## Brief
Compute how many lines in the entries below contain "MachineSettings", and output nothing but the number.

## Given entries
- - - - -

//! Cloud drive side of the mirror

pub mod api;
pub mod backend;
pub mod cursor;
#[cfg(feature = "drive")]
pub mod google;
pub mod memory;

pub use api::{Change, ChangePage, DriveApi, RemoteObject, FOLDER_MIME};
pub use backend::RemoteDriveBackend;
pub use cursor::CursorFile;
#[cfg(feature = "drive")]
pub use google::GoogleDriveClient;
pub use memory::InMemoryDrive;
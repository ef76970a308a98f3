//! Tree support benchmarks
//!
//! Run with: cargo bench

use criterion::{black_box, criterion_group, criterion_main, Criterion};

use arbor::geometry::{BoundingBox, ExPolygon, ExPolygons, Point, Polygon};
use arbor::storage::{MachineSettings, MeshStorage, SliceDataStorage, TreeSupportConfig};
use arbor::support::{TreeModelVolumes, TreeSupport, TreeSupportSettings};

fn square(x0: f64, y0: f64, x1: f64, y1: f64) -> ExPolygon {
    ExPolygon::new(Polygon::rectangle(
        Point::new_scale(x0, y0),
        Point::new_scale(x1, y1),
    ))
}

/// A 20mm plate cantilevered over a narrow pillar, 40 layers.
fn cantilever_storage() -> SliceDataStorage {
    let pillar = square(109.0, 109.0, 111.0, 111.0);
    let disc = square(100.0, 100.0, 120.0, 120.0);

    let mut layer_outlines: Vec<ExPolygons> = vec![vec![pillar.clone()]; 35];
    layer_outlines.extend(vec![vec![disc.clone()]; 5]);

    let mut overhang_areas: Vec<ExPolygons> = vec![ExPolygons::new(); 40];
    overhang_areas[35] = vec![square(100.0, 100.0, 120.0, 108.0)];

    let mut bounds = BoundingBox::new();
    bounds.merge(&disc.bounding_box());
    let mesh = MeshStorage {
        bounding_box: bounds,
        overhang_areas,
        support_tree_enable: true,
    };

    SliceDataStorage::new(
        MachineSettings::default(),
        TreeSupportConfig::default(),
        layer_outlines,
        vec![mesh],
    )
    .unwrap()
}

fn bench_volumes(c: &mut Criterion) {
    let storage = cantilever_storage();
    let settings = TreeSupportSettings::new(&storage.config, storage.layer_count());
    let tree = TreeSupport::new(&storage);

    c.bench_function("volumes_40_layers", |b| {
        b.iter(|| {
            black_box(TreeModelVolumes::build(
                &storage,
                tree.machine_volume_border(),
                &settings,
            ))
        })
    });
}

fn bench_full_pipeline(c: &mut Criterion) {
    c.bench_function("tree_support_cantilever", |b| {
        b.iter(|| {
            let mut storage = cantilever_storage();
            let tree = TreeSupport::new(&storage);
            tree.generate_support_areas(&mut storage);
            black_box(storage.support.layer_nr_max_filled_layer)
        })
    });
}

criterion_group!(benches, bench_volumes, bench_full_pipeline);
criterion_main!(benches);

- - - - -

## Exercise solution
2